The federal police (Federale Politie; Police Fédérale; Föderale Polizei) is in charge of both specialized and supralocal law enforcement operations, patrolling and ensuring the safety of the country's highways and is specialized in criminal investigation operations. The force is also tasked with delivering support to the local police forces. The federal police consists of approximately 12,300 personnel members (civilian and operational staff).

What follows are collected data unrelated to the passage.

//! Token tree node tying a `TokenType` to its content and source span.
//!
//! A `Token` is either a leaf (operator, keyword, identifier, string
//! literal, bare word) or a container (`Code`, `Statement`, `Parenthesis`)
//! owning an ordered child sequence. Offsets always refer to the *original*
//! input and are measured in Unicode code points, end exclusive, so
//! downstream analyzers can slice or range-check the source without
//! re-deriving positions.
//!
//! Ownership is strictly one-way: children are owned by their parent and
//! there is no stored back-reference. Navigation is top-down via
//! [`Token::child_at`], which supports negative indices (`-1` = last child).
//!
//! See sibling modules:
//! - `token_type.rs` for the `TokenType` classification.
//! - `tokenizer.rs`  for producing the tree from raw SQL input.

use crate::lexer::token_type::TokenType;

/// One node of the token tree.
///
/// Construction is builder-style: `Token::new(..)` followed by chained
/// `with_*` setters. Tokens are not mutated once the tokenizer has moved
/// past their closing boundary, so a returned tree can be shared freely.
///
/// Invariants maintained by the tokenizer:
/// - `start <= end`, both valid code-point offsets into the input
/// - children appear in source order
/// - leaf types never own children
#[derive(Debug, Clone, PartialEq, Eq)]
pub struct Token {
    token_type: TokenType,
    content: String,
    start: usize,
    end: usize,
    children: Vec<Token>,
}

impl Token {
    /// Construct an empty token of the given type.
    pub fn new(token_type: TokenType) -> Self {
        Self {
            token_type,
            content: String::new(),
            start: 0,
            end: 0,
            children: Vec::new(),
        }
    }

    /// Replace the classification, chained.
    pub fn with_type(mut self, token_type: TokenType) -> Self {
        self.token_type = token_type;
        self
    }

    /// Set the canonical content, chained.
    pub fn with_content(mut self, content: impl Into<String>) -> Self {
        self.content = content.into();
        self
    }

    /// Set the `[start, end)` code-point span, chained.
    pub fn with_span(mut self, start: usize, end: usize) -> Self {
        self.start = start;
        self.end = end;
        self
    }

    pub fn token_type(&self) -> TokenType {
        self.token_type
    }

    /// Canonical text of this token. May differ from the raw source slice,
    /// e.g. keywords carry the dialect's canonical casing.
    pub fn content(&self) -> &str {
        &self.content
    }

    /// Inclusive start offset in code points.
    pub fn start(&self) -> usize {
        self.start
    }

    /// Exclusive end offset in code points.
    pub fn end(&self) -> usize {
        self.end
    }

    /// Convenience: the `(start, end)` pair.
    pub const fn span(&self) -> (usize, usize) {
        (self.start, self.end)
    }

    /// Code-point length of the span.
    pub fn len(&self) -> usize {
        self.end.saturating_sub(self.start)
    }

    /// True if the span is zero-length.
    pub fn is_empty(&self) -> bool {
        self.len() == 0
    }

    /// Child sequence in source order; empty for leaf tokens.
    pub fn children(&self) -> &[Token] {
        &self.children
    }

    /// True if at least one child is attached.
    pub fn has_children(&self) -> bool {
        !self.children.is_empty()
    }

    /// Append `child` to the end of the child sequence.
    ///
    /// Leaf tokens cannot own children; the call is a no-op on them (the
    /// tokenizer never attaches to a leaf, this only guards misuse).
    pub fn append_child(&mut self, child: Token) {
        debug_assert!(
            self.token_type.is_container(),
            "cannot attach a child to leaf token type {}",
            self.token_type
        );
        if self.token_type.is_container() {
            self.children.push(child);
        }
    }

    /// Child at `index`, counting from the back for negative values
    /// (`-1` = last). `None` when out of range or on a leaf token.
    pub fn child_at(&self, index: isize) -> Option<&Token> {
        self.children.get(self.resolve_index(index)?)
    }

    /// Remove and return the child at `index` (negative indices as in
    /// [`Token::child_at`]). Used to prune the dangling empty trailing
    /// statement at end of input.
    pub fn remove_child_at(&mut self, index: isize) -> Option<Token> {
        let i = self.resolve_index(index)?;
        Some(self.children.remove(i))
    }

    fn resolve_index(&self, index: isize) -> Option<usize> {
        let i = if index < 0 {
            self.children.len().checked_sub(index.unsigned_abs())?
        } else {
            index as usize
        };
        (i < self.children.len()).then_some(i)
    }

    /// Shrink this container's span to the extent of its children.
    /// Containers without children keep a zero span.
    pub(crate) fn seal(&mut self) {
        if let (Some(first), Some(last)) = (self.children.first(), self.children.last()) {
            self.start = first.start;
            self.end = last.end;
        }
    }
}

#[cfg(test)]
mod tests {
    use super::*;

    fn statement_with(children: &[&str]) -> Token {
        let mut stmt = Token::new(TokenType::Statement);
        for (i, word) in children.iter().enumerate() {
            stmt.append_child(
                Token::new(TokenType::Word)
                    .with_content(*word)
                    .with_span(i, i + 1),
            );
        }
        stmt
    }

    #[test]
    fn builder_chain() {
        let t = Token::new(TokenType::Operator).with_content("<=").with_span(4, 6);
        assert_eq!(t.token_type(), TokenType::Operator);
        assert_eq!(t.content(), "<=");
        assert_eq!(t.span(), (4, 6));
        assert_eq!(t.len(), 2);
        assert!(!t.is_empty());
    }

    #[test]
    fn child_indexing_supports_negative() {
        let stmt = statement_with(&["a", "b", "c"]);
        assert_eq!(stmt.child_at(0).unwrap().content(), "a");
        assert_eq!(stmt.child_at(2).unwrap().content(), "c");
        assert_eq!(stmt.child_at(-1).unwrap().content(), "c");
        assert_eq!(stmt.child_at(-3).unwrap().content(), "a");
        assert!(stmt.child_at(3).is_none());
        assert!(stmt.child_at(-4).is_none());
    }

    #[test]
    fn leaves_reject_children() {
        let mut leaf = Token::new(TokenType::Keyword).with_content("SELECT");
        assert!(leaf.child_at(0).is_none());
        assert!(!leaf.has_children());
        // release-mode behavior: silently refused
        if !cfg!(debug_assertions) {
            leaf.append_child(Token::new(TokenType::Word));
            assert!(!leaf.has_children());
        }
    }

    #[test]
    fn remove_child_at_back() {
        let mut stmt = statement_with(&["a", "b"]);
        let removed = stmt.remove_child_at(-1).unwrap();
        assert_eq!(removed.content(), "b");
        assert_eq!(stmt.children().len(), 1);
        assert!(stmt.remove_child_at(5).is_none());
    }

    #[test]
    fn seal_takes_child_extent() {
        let mut stmt = statement_with(&["a", "b", "c"]);
        stmt.seal();
        assert_eq!(stmt.span(), (0, 3));

        let mut empty = Token::new(TokenType::Statement);
        empty.seal();
        assert_eq!(empty.span(), (0, 0));
    }
}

The federal police is led by a general commissioner, a senior officer who holds the rank of chief superintendent. The commissioner heads the general commissioner's office. This office is responsible for management, strategy and policy of the federal police; ensuring the functioning of the integrated police (by coordinating with local police forces); coordinating and supporting the federal police units; internal and external communication and international cooperation. It is composed of the:
- directorate of police strategy
- directorate of international police cooperation
- directorate of communication
- directorate of well-being
- 13 decentralized coordination and support directorates (CSD) (spread over the 12 judicial districts)
  - intervention corps (CIK) (spread over the 13 CSD's)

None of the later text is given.